Life for EUR/USD at or below parity thus far has been short and sweet. Rather than punch, the pair gently lapped past parity between 12 and 14 July, before receding back above that level in recent days. Still, the 14 July swing low of 0.9952 stands out in the wake of the recent retracement higher in price. Meanwhile, the simplest of technical indicators, such as the 200 daily and weekly exponential moving average are tilted downwards; the current price of EUR/USD is well below the moving average line. This, alongside the absence of that big capitulation moment in EUR/USD, where sellers completely exhaust themselves on massive volume, in my opinion, risks a further move beyond the newly established precipice of 0.9952.
As a result, I’m keeping my eyes peeled for attractive levels to re-sell EUR/USD, on the possibility of further retracement. Until price makes a sustained break above the 30 May swing high of 1.07870, which would mark a structural shift from downtrend to uptrend, I’m more apt to look at opportunities to sell EUR/USD rather than buy. I’ve got my eye on the key Fibonacci retracement levels between the swing high of 1.07870 and 0.9952 swing low as possible levels for the current corrective move to reverse. These include the 50% Fibonacci retracement level of 1.03685, and also the 1.05 region where there is a great deal of past congestion and volume, amongst others.

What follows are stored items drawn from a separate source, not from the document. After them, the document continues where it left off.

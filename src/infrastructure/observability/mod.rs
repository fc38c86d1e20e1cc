mod init_tracing;
mod langsmith_collector;
mod noop_trace_collector;
mod request_id;
mod tracing_config;

pub use init_tracing::init_tracing;
pub use langsmith_collector::{DEFAULT_LANGSMITH_ENDPOINT, LangSmithTraceCollector};
pub use noop_trace_collector::NoopTraceCollector;
pub use request_id::{REQUEST_ID_HEADER, RequestId, request_id_middleware};
pub use tracing_config::TracingConfig;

Keeping a Tight Lid on Risk
Against those key Fibonacci levels, I’m looking for strong signs of possible reversal, whether they be candlestick patterns, traditional chart patterns, or other similar signals. In addition, I will judge my position sizing against the degree of relative volume that validates that potential. I always can size up my position by scaling in at a later date. But based on previous volume, I wouldn’t be looking to do that until price has successfully broken below parity again and downside momentum looks set to continue.